Cantina Contini, Carlo Cracco festeggia la Vernaccia e il trentennale del Karmis a Cabras
CABRAS — Quasi trecento tra ristoratori, enotecari, distributori e operatori dell’Horeca provenienti da tutta la Sardegna hanno preso parte ieri sera alla Karmis 30 Experience, l’appuntamento conclusivo delle celebrazioni per i trent’anni del Karmis, il Bianco Isola dei Nuraghi Igt di Cantina Contini 1898.
La serata, condotta dalla giornalista Giulia Salis insieme al brand ambassador Andrea Balleri e al sommelier Ais Roberto Dessanti, si è aperta con un talk partecipato e dal ritmo serrato dedicato al valore del Karmis nella ristorazione e nella vendita.
Dal palco si sono alternati gli interventi di ristoratori, enotecari, buyer e distributori, che hanno condiviso esperienze dirette, modalità di servizio, abbinamenti e le ragioni che hanno reso il Karmis una delle etichette più riconoscibili e richieste dell’enologia sarda. Il confronto ha messo in evidenza come il vino continui a distinguersi per versatilità, riconoscibilità e capacità di parlare a pubblici diversi, dalla ristorazione alla grande distribuzione.
Ospite d’eccezione e padrino dell’anniversario è stato lo chef stellato Carlo Cracco, che ha trasformato il palco della cantina in una cucina a vista proponendo uno show cooking costruito attorno all’incontro tra territorio e alta cucina. Lo chef ha preparato un risotto mantecato al mascarpone, con pomodoro confit, limone e bottarga di muggine, pensato per valorizzare le caratteristiche del Karmis e accompagnato dal racconto degli ingredienti, delle tecniche di preparazione e del loro legame con il territorio.
Nel corso della dimostrazione ha sottolineato il valore della cultura del vino e della qualità delle materie prime, soffermandosi sul ruolo dell’educazione al consumo consapevole e sull’importanza di raccontare ai più giovani il patrimonio enogastronomico italiano.
“È stata una serata che ha raccontato bene cosa significa fare vino oggi – racconta Carlo Cracco – custodire una tradizione antica, ma avere il coraggio di rinnovarsi continuamente. La Cantina Contini, la più antica della Sardegna, ha saputo conservare la propria identità e allo stesso tempo innovare, cogliendo i cambiamenti del mercato senza perdere il legame con il territorio. Il vino non deve avere barriere: le persone devono poter entrare in cantina, conoscere il lavoro, il tempo, la ricerca e la passione che ci sono dietro ogni bottiglia. Solo vivendo questa esperienza si comprende davvero il valore di un mestiere che, pur essendo antico, continua a evolversi”.
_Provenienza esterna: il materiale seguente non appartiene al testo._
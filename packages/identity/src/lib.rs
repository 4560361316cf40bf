#![allow(clippy::doc_markdown)]
#![allow(clippy::must_use_candidate)]
#![allow(clippy::module_name_repetitions)]

//! DTLS-SRTP session identities
//!
//! Everything a media endpoint needs to prove who it is during a DTLS
//! handshake, without a certificate authority:
//!
//! - [`CertificateGenerator`] creates a key pair and a self-signed certificate
//! - [`fingerprint`] hashes the certificate for the `a=fingerprint` SDP line
//! - [`PrivateKeyResolver`] turns generated, archived or stored keys into a
//!   signing handle the handshake can use
//!
//! ```no_run
//! use dtls_identity::{generate, GeneratorConfig, HashAlgorithm};
//!
//! let identity = generate(&GeneratorConfig::ephemeral())?;
//! let handshake = identity.handshake_identity(HashAlgorithm::Sha256)?;
//! println!("a=fingerprint:{}", handshake.fingerprint().to_sdp_value());
//! let signature = handshake.sign(b"ServerKeyExchange params")?;
//! # let _ = signature;
//! # Ok::<(), dtls_identity::IdentityError>(())
//! ```

pub mod archive;
pub mod certificate;
pub mod error;
pub mod fingerprint;
pub mod generation;
pub mod identity;
pub mod keys;
pub mod pem_bundle;
pub mod resolver;
pub mod store;

pub use archive::{
    export_archive, load_archive, load_archive_file, write_archive_file, ArchiveOptions,
    KeyStorage,
};
pub use certificate::{Certificate, CertificateDetails, KeyUsageFlags, PublicKeyKind};
pub use error::{IdentityError, Result};
pub use fingerprint::{fingerprint, fingerprint_der, fingerprint_with, Fingerprint, HashAlgorithm};
pub use generation::{generate, CertificateGenerator, GeneratorConfig};
pub use identity::{HandshakeIdentity, Identity, IdentitySource};
pub use keys::{verify_signature, EcdsaCurve, KeyAlgorithm, KeyHandle, SecretBytes};
pub use pem_bundle::{export_pem, load_pem, load_pem_files, PemBundle};
pub use resolver::{resolve_private_key, PrivateKeyResolver};
pub use store::{load_from_store, CertificateStore, KeyringStore, MemoryStore};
La degustazione del piatto, curata insieme allo chef Tiziano Vacca del ristorante Terra Crua, ha aperto una lunga serata di networking tra operatori del settore, confermando il ruolo del Karmis come vino capace di creare relazioni e occasioni di confronto tra produzione, ristorazione e distribuzione.
L’evento ha rappresentato il naturale proseguimento del convegno del 12 giugno, che aveva ripercorso la storia del Karmis attraverso il contributo di ricercatori, enologi ed esperti di mercato. In quell’occasione Alessandro Contini aveva ricordato come il Karmis, nato nel 1996 dall’unione di Vernaccia e Vermentino, abbia cambiato il modo di interpretare la Vernaccia, trasformandola da vino tradizionalmente associato al fine pasto a bianco contemporaneo, fresco e versatile.
Mauro Contini aveva invece ripercorso la nascita del progetto, ricordando come quella scelta, allora considerata una scommessa “mai nessuno avrebbe immaginato allora” – ricorda, sia diventata uno dei maggiori successi dell’enologia sarda contemporanea. Oggi, con circa 900.000 bottiglie prodotte ogni anno, il Karmis continua a essere uno dei principali ambasciatori del territorio del Sinis e della Cantina Contini nel mondo.